**Assignment:**
Among the entries that follow, find every line with the word "ProviderDescriptor" and list it.

**Data records:**

§ §

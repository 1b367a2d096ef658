//! In-memory queue store.
//!
//! A session owns the store lock for its whole lifetime, so it behaves like a
//! single exclusive connection: holding one blocks every other session.

use std::collections::HashMap;
use std::sync::atomic::{AtomicBool, AtomicUsize, Ordering};
use std::sync::Arc;
use std::time::Duration;

use async_trait::async_trait;
use chrono::{DateTime, Utc};
use tokio::sync::{Mutex, OwnedMutexGuard};

use vgen_models::{GenerationRequest, JobId};

use crate::entry::{EntryStatus, QueueEntry};
use crate::error::{QueueError, QueueResult};
use crate::store::{after, QueueSession, QueueStore};

#[derive(Default)]
struct State {
    /// Insertion sequence breaks enqueue-time ties
    next_seq: u64,
    entries: HashMap<String, (u64, QueueEntry)>,
}

impl State {
    fn ordered(&self) -> Vec<&QueueEntry> {
        let mut all: Vec<_> = self.entries.values().collect();
        all.sort_by_key(|(seq, _)| *seq);
        all.into_iter().map(|(_, e)| e).collect()
    }
}

/// Queue store kept in process memory.
#[derive(Clone, Default)]
pub struct MemoryQueueStore {
    state: Arc<Mutex<State>>,
    unavailable: Arc<AtomicBool>,
    active_sessions: Arc<AtomicUsize>,
}

impl MemoryQueueStore {
    pub fn new() -> Self {
        Self::default()
    }

    /// Make `session()` fail until reset.
    pub fn set_unavailable(&self, unavailable: bool) {
        self.unavailable.store(unavailable, Ordering::SeqCst);
    }

    /// Sessions currently open.
    pub fn active_sessions(&self) -> usize {
        self.active_sessions.load(Ordering::SeqCst)
    }

    /// Every entry, oldest first.
    pub async fn snapshot(&self) -> Vec<QueueEntry> {
        let state = self.state.lock().await;
        state.ordered().into_iter().cloned().collect()
    }
}

#[async_trait]
impl QueueStore for MemoryQueueStore {
    async fn session(&self) -> QueueResult<Box<dyn QueueSession>> {
        if self.unavailable.load(Ordering::SeqCst) {
            return Err(QueueError::Unavailable("memory store disabled".into()));
        }
        let guard = Arc::clone(&self.state).lock_owned().await;
        self.active_sessions.fetch_add(1, Ordering::SeqCst);
        Ok(Box::new(MemorySession {
            state: guard,
            active_sessions: Arc::clone(&self.active_sessions),
        }))
    }
}

struct MemorySession {
    state: OwnedMutexGuard<State>,
    active_sessions: Arc<AtomicUsize>,
}

impl Drop for MemorySession {
    fn drop(&mut self) {
        self.active_sessions.fetch_sub(1, Ordering::SeqCst);
    }
}

impl MemorySession {
    fn entry_mut(&mut self, entry_id: &str) -> QueueResult<&mut QueueEntry> {
        self.state
            .entries
            .get_mut(entry_id)
            .map(|(_, entry)| entry)
            .ok_or_else(|| QueueError::not_found(entry_id))
    }
}

#[async_trait]
impl QueueSession for MemorySession {
    async fn enqueue(&mut self, request: GenerationRequest) -> QueueResult<QueueEntry> {
        let entry = QueueEntry::new(request);
        let seq = self.state.next_seq;
        self.state.next_seq += 1;
        self.state
            .entries
            .insert(entry.entry_id.clone(), (seq, entry.clone()));
        Ok(entry)
    }

    async fn get(&mut self, entry_id: &str) -> QueueResult<Option<QueueEntry>> {
        Ok(self.state.entries.get(entry_id).map(|(_, e)| e.clone()))
    }

    async fn fetch_pending(&mut self, limit: usize) -> QueueResult<Vec<QueueEntry>> {
        let now = Utc::now();
        Ok(self
            .state
            .ordered()
            .into_iter()
            .filter(|e| e.is_pending() && e.available_at <= now)
            .take(limit)
            .cloned()
            .collect())
    }

    async fn mark_dispatched(&mut self, entry_id: &str, job_id: &JobId) -> QueueResult<bool> {
        let entry = self.entry_mut(entry_id)?;
        if !entry.is_pending() {
            return Ok(false);
        }
        entry.dispatch(job_id);
        Ok(true)
    }

    async fn heartbeat(&mut self, entry_id: &str) -> QueueResult<()> {
        let entry = self.entry_mut(entry_id)?;
        if entry.status == EntryStatus::Dispatched {
            entry.heartbeat_at = Some(Utc::now());
        }
        Ok(())
    }

    async fn mark_completed(&mut self, entry_id: &str) -> QueueResult<()> {
        self.entry_mut(entry_id)?.finish(EntryStatus::Completed, None);
        Ok(())
    }

    async fn mark_failed(&mut self, entry_id: &str, error: &str) -> QueueResult<()> {
        self.entry_mut(entry_id)?
            .finish(EntryStatus::Failed, Some(error.to_string()));
        Ok(())
    }

    async fn requeue(&mut self, entry_id: &str, error: &str, delay: Duration) -> QueueResult<()> {
        self.entry_mut(entry_id)?.requeue(error, after(delay));
        Ok(())
    }

    async fn stale_dispatched(&mut self, cutoff: DateTime<Utc>) -> QueueResult<Vec<QueueEntry>> {
        Ok(self
            .state
            .ordered()
            .into_iter()
            .filter(|e| e.status == EntryStatus::Dispatched)
            .filter(|e| e.last_seen().map_or(true, |seen| seen < cutoff))
            .cloned()
            .collect())
    }
}
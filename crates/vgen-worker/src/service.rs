//! Orchestrator facade over the runner, export service and queue.

use std::sync::Arc;

use vgen_media::{KillOutcome, ProcessRegistry, ProcessRunner, Renderer, SlideshowRenderer};
use vgen_models::{
    ExportJob, GenerationRequest, Job, JobId, JobSnapshot, ProgressEvent, ProviderDescriptor,
    TrackedProcess,
};
use vgen_providers::{ProviderSelector, ProviderSet};
use vgen_queue::{QueueEntry, QueueStore};

use crate::broadcast::Subscription;
use crate::config::WorkerConfig;
use crate::error::{WorkerError, WorkerResult};
use crate::export::ExportService;
use crate::processor::QueueProcessor;
use crate::runner::{CancelOutcome, JobRunner};

/// Assembles an [`Orchestrator`]. Anything not supplied gets the production
/// default.
pub struct OrchestratorBuilder {
    config: WorkerConfig,
    providers: ProviderSet,
    selector: Option<Arc<ProviderSelector>>,
    renderer: Option<Arc<dyn Renderer>>,
    registry: Option<Arc<ProcessRegistry>>,
    queue: Option<Arc<dyn QueueStore>>,
}

impl OrchestratorBuilder {
    pub fn providers(mut self, providers: ProviderSet) -> Self {
        self.providers = providers;
        self
    }

    pub fn selector(mut self, selector: Arc<ProviderSelector>) -> Self {
        self.selector = Some(selector);
        self
    }

    pub fn renderer(mut self, renderer: Arc<dyn Renderer>) -> Self {
        self.renderer = Some(renderer);
        self
    }

    pub fn registry(mut self, registry: Arc<ProcessRegistry>) -> Self {
        self.registry = Some(registry);
        self
    }

    pub fn queue(mut self, store: Arc<dyn QueueStore>) -> Self {
        self.queue = Some(store);
        self
    }

    pub fn build(self) -> Orchestrator {
        let registry = self
            .registry
            .unwrap_or_else(|| Arc::new(ProcessRegistry::new(self.config.kill_grace_period)));
        let processes = ProcessRunner::new(registry);
        let renderer = self.renderer.unwrap_or_else(|| {
            Arc::new(
                SlideshowRenderer::new(processes.clone()).with_timeout(self.config.render_timeout),
            )
        });
        let selector = self.selector.unwrap_or_default();

        let runner = JobRunner::new(
            self.config,
            self.providers,
            selector,
            ExportService::new(renderer),
            processes,
        );
        let processor = self
            .queue
            .map(|store| QueueProcessor::new(store, runner.clone()));

        Orchestrator { runner, processor }
    }
}

/// Single entry point for submitting, observing and controlling jobs.
#[derive(Clone)]
pub struct Orchestrator {
    runner: JobRunner,
    processor: Option<QueueProcessor>,
}

impl Orchestrator {
    pub fn builder(config: WorkerConfig) -> OrchestratorBuilder {
        OrchestratorBuilder {
            config,
            providers: ProviderSet::default(),
            selector: None,
            renderer: None,
            registry: None,
            queue: None,
        }
    }

    pub fn runner(&self) -> &JobRunner {
        &self.runner
    }

    pub fn exports(&self) -> &ExportService {
        self.runner.exports()
    }

    /// The queue processor, when a queue store was configured.
    pub fn processor(&self) -> Option<&QueueProcessor> {
        self.processor.as_ref()
    }

    /// Start a job right away on this worker.
    pub async fn submit(&self, request: GenerationRequest) -> WorkerResult<JobId> {
        self.runner.create_and_start(request).await
    }

    /// Persist a request for whichever worker polls it first.
    pub async fn enqueue(&self, request: GenerationRequest) -> WorkerResult<QueueEntry> {
        let processor = self
            .processor
            .as_ref()
            .ok_or_else(|| WorkerError::config_error("no queue store configured"))?;
        processor.enqueue(request).await
    }

    pub async fn status(&self, job_id: &JobId) -> WorkerResult<JobSnapshot> {
        self.runner
            .get_status(job_id)
            .await
            .ok_or_else(|| WorkerError::not_found(format!("job {}", job_id)))
    }

    /// Full record including every stage attempt.
    pub async fn job(&self, job_id: &JobId) -> WorkerResult<Job> {
        self.runner
            .job(job_id)
            .await
            .ok_or_else(|| WorkerError::not_found(format!("job {}", job_id)))
    }

    pub async fn subscribe(&self, job_id: &JobId) -> WorkerResult<Subscription<JobSnapshot>> {
        self.runner.subscribe(job_id).await
    }

    pub async fn history(&self, job_id: &JobId) -> WorkerResult<Vec<ProgressEvent>> {
        self.runner.history(job_id).await
    }

    pub async fn cancel(&self, job_id: &JobId) -> WorkerResult<CancelOutcome> {
        self.runner.cancel(job_id).await
    }

    pub fn list_processes(&self) -> Vec<TrackedProcess> {
        self.runner.registry().get_active()
    }

    pub fn processes_for_job(&self, job_id: &JobId) -> Vec<TrackedProcess> {
        self.runner.registry().get_for_job(job_id)
    }

    /// Terminate one tracked process. Untracked pids are left alone.
    pub async fn kill_process(&self, pid: u32) -> WorkerResult<KillOutcome> {
        Ok(self.runner.registry().kill(pid).await?)
    }

    pub async fn export_status(&self, export_id: &JobId) -> WorkerResult<ExportJob> {
        self.exports()
            .get(export_id)
            .await
            .ok_or_else(|| WorkerError::not_found(format!("export {}", export_id)))
    }

    /// The export currently linked to a generation job.
    pub async fn export_for_job(&self, job_id: &JobId) -> WorkerResult<ExportJob> {
        self.exports()
            .export_for_parent(job_id)
            .await
            .ok_or_else(|| WorkerError::not_found(format!("export for job {}", job_id)))
    }

    pub async fn subscribe_export(&self, export_id: &JobId) -> WorkerResult<Subscription<ExportJob>> {
        self.exports().subscribe(export_id).await
    }

    pub async fn cancel_export(&self, export_id: &JobId) -> WorkerResult<CancelOutcome> {
        self.exports().cancel(export_id).await
    }

    /// Queue and start a new render from a failed or cancelled export.
    pub async fn retry_export(&self, export_id: &JobId) -> WorkerResult<ExportJob> {
        let export = self.exports().retry_export(export_id).await?;
        // The handle is dropped: progress is observed through the broadcaster.
        let _ = self.exports().start(export.id.clone());
        Ok(export)
    }

    /// Last known probe result for every provider.
    pub fn providers(&self) -> Vec<ProviderDescriptor> {
        self.runner.selector().snapshot()
    }

    pub async fn refresh_providers(&self) -> Vec<ProviderDescriptor> {
        self.runner.refresh_providers().await
    }

    /// Cancel running jobs and wait for them within the configured timeout.
    pub async fn shutdown(&self) {
        self.runner.shutdown(self.runner.config().shutdown_timeout).await;
    }
}
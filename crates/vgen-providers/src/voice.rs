//! Voice providers.

use std::path::{Path, PathBuf};
use std::time::Duration;

use async_trait::async_trait;
use reqwest::Client;
use serde_json::json;
use tracing::{debug, info};

use vgen_media::ProcessSpec;
use vgen_models::{Capability, ProviderTier};

use crate::error::{check_status, ProviderError, ProviderResult};
use crate::probe::{probe_api_key, probe_binary, probe_file, ProbeOutcome};
use crate::provider::{Provider, Script, StageContext, VoiceProvider, VoiceTrack};

/// Local Piper TTS, run as a tracked subprocess reading text on stdin.
pub struct PiperVoiceProvider {
    binary: String,
    model_path: Option<PathBuf>,
    timeout: Duration,
}

impl PiperVoiceProvider {
    pub fn new(binary: impl Into<String>, model_path: Option<PathBuf>) -> Self {
        Self {
            binary: binary.into(),
            model_path,
            timeout: Duration::from_secs(600),
        }
    }

    pub fn with_timeout(mut self, timeout: Duration) -> Self {
        self.timeout = timeout;
        self
    }

    fn spec(&self, model: &Path, output: &Path, text: &str) -> ProcessSpec {
        ProcessSpec::new(&self.binary)
            .name("piper")
            .arg("--model")
            .arg(model.to_string_lossy())
            .arg("--output_file")
            .arg(output.to_string_lossy())
            .stdin(text.as_bytes().to_vec())
            .timeout(self.timeout)
    }
}

#[async_trait]
impl Provider for PiperVoiceProvider {
    fn name(&self) -> &str {
        "piper"
    }

    fn capability(&self) -> Capability {
        Capability::Voice
    }

    fn tier(&self) -> ProviderTier {
        ProviderTier::Local
    }

    async fn probe(&self) -> ProbeOutcome {
        let binary = probe_binary(&self.binary);
        if !binary.available {
            return binary;
        }
        match &self.model_path {
            Some(model) => probe_file(model, "voice model"),
            None => ProbeOutcome::down("PIPER_MODEL not configured"),
        }
    }
}

#[async_trait]
impl VoiceProvider for PiperVoiceProvider {
    async fn synthesize(&self, script: &Script, ctx: &StageContext) -> ProviderResult<VoiceTrack> {
        let model = self
            .model_path
            .as_ref()
            .ok_or_else(|| ProviderError::Config("PIPER_MODEL not configured".into()))?;
        let text = script.narration();
        if text.is_empty() {
            return Err(ProviderError::invalid_input("nothing to narrate"));
        }

        tokio::fs::create_dir_all(&ctx.work_dir).await?;
        let output = ctx.work_dir.join("voice.wav");
        let spec = self.spec(model, &output, &text);

        ctx.processes.run(&spec, &ctx.job_id, &ctx.cancel).await?;

        if !tokio::fs::try_exists(&output).await.unwrap_or(false) {
            return Err(ProviderError::invalid_response(self.name(), "piper produced no audio"));
        }

        info!(job_id = %ctx.job_id, path = %output.display(), "Narration synthesized with piper");
        Ok(VoiceTrack {
            path: output,
            duration_secs: script.total_duration_secs(),
        })
    }
}

/// ElevenLabs text-to-speech API.
pub struct ElevenLabsVoiceProvider {
    http: Client,
    base_url: String,
    api_key: Option<String>,
    voice_id: String,
    model_id: String,
}

impl ElevenLabsVoiceProvider {
    pub fn new(
        http: Client,
        base_url: impl Into<String>,
        api_key: Option<String>,
        voice_id: impl Into<String>,
    ) -> Self {
        Self {
            http,
            base_url: base_url.into().trim_end_matches('/').to_string(),
            api_key,
            voice_id: voice_id.into(),
            model_id: "eleven_multilingual_v2".to_string(),
        }
    }

    pub fn with_model(mut self, model_id: impl Into<String>) -> Self {
        self.model_id = model_id.into();
        self
    }
}

#[async_trait]
impl Provider for ElevenLabsVoiceProvider {
    fn name(&self) -> &str {
        "elevenlabs"
    }

    fn capability(&self) -> Capability {
        Capability::Voice
    }

    fn tier(&self) -> ProviderTier {
        ProviderTier::Paid
    }

    async fn probe(&self) -> ProbeOutcome {
        probe_api_key(self.api_key.as_deref())
    }
}

#[async_trait]
impl VoiceProvider for ElevenLabsVoiceProvider {
    async fn synthesize(&self, script: &Script, ctx: &StageContext) -> ProviderResult<VoiceTrack> {
        let api_key = self
            .api_key
            .as_deref()
            .ok_or_else(|| ProviderError::Config("ELEVENLABS_API_KEY not set".into()))?;
        let text = script.narration();
        if text.is_empty() {
            return Err(ProviderError::invalid_input("nothing to narrate"));
        }

        let url = format!("{}/v1/text-to-speech/{}", self.base_url, self.voice_id);
        debug!(job_id = %ctx.job_id, voice = %self.voice_id, "Requesting ElevenLabs synthesis");

        let audio = ctx
            .interruptible(async {
                let response = self
                    .http
                    .post(&url)
                    .header("xi-api-key", api_key)
                    .header("accept", "audio/mpeg")
                    .json(&json!({ "text": text, "model_id": self.model_id }))
                    .send()
                    .await
                    .map_err(|e| ProviderError::from_reqwest(self.name(), e))?;
                check_status(self.name(), response)
                    .await?
                    .bytes()
                    .await
                    .map_err(|e| ProviderError::from_reqwest(self.name(), e))
            })
            .await?;

        if audio.is_empty() {
            return Err(ProviderError::invalid_response(self.name(), "empty audio body"));
        }

        tokio::fs::create_dir_all(&ctx.work_dir).await?;
        let output = ctx.work_dir.join("voice.mp3");
        tokio::fs::write(&output, &audio).await?;

        info!(job_id = %ctx.job_id, bytes = audio.len(), "Narration synthesized with elevenlabs");
        Ok(VoiceTrack {
            path: output,
            duration_secs: script.total_duration_secs(),
        })
    }
}

#[cfg(test)]
mod tests {
    use super::*;
    use crate::provider::Scene;
    use std::sync::Arc;
    use tokio_util::sync::CancellationToken;
    use vgen_media::{ProcessRegistry, ProcessRunner};
    use vgen_models::JobId;
    use wiremock::matchers::{header, method, path};
    use wiremock::{Mock, MockServer, ResponseTemplate};

    fn script() -> Script {
        Script {
            title: "Tides".into(),
            scenes: vec![Scene {
                index: 0,
                narration: "The moon pulls the sea.".into(),
                visual_prompt: "moon".into(),
                duration_secs: 6.0,
            }],
        }
    }

    fn ctx(dir: &std::path::Path) -> StageContext {
        StageContext::new(
            JobId::new(),
            dir,
            CancellationToken::new(),
            ProcessRunner::new(Arc::new(ProcessRegistry::default())),
        )
    }

    #[tokio::test]
    async fn test_piper_probe_requires_model() {
        let dir = tempfile::tempdir().unwrap();
        let provider = PiperVoiceProvider::new("vgen-missing-piper", Some(dir.path().join("en.onnx")));
        let outcome = provider.probe().await;
        assert!(!outcome.available);
        assert!(outcome.reason.unwrap().contains("not found in PATH"));
    }

    #[tokio::test]
    async fn test_piper_missing_binary_allows_fallback() {
        let dir = tempfile::tempdir().unwrap();
        let model = dir.path().join("en.onnx");
        std::fs::write(&model, b"model").unwrap();
        let provider = PiperVoiceProvider::new("vgen-missing-piper", Some(model));
        let err = provider.synthesize(&script(), &ctx(dir.path())).await.unwrap_err();
        assert!(err.allows_fallback());
        assert!(matches!(err, ProviderError::Process(_)));
    }

    #[tokio::test]
    async fn test_elevenlabs_writes_audio() {
        let server = MockServer::start().await;
        Mock::given(method("POST"))
            .and(path("/v1/text-to-speech/rachel"))
            .and(header("xi-api-key", "el-key"))
            .respond_with(ResponseTemplate::new(200).set_body_bytes(vec![0xFF, 0xFB, 0x90, 0x00]))
            .mount(&server)
            .await;

        let dir = tempfile::tempdir().unwrap();
        let provider =
            ElevenLabsVoiceProvider::new(Client::new(), server.uri(), Some("el-key".into()), "rachel");
        let track = provider.synthesize(&script(), &ctx(dir.path())).await.unwrap();
        assert_eq!(track.path, dir.path().join("voice.mp3"));
        assert_eq!(std::fs::read(&track.path).unwrap().len(), 4);
        assert_eq!(track.duration_secs, 6.0);
    }

    #[tokio::test]
    async fn test_elevenlabs_rejection_is_not_transient() {
        let server = MockServer::start().await;
        Mock::given(method("POST"))
            .respond_with(ResponseTemplate::new(401).set_body_string("invalid api key"))
            .mount(&server)
            .await;

        let dir = tempfile::tempdir().unwrap();
        let provider =
            ElevenLabsVoiceProvider::new(Client::new(), server.uri(), Some("bad".into()), "rachel");
        let err = provider.synthesize(&script(), &ctx(dir.path())).await.unwrap_err();
        assert!(matches!(err, ProviderError::Rejected { status: 401, .. }));
        assert!(!err.is_transient());
        assert!(err.allows_fallback());
    }
}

§ §

**Answer to this problem:**
    ExportJob, GenerationRequest, Job, JobId, JobSnapshot, ProgressEvent, ProviderDescriptor,
    pub fn providers(&self) -> Vec<ProviderDescriptor> {
    pub async fn refresh_providers(&self) -> Vec<ProviderDescriptor> {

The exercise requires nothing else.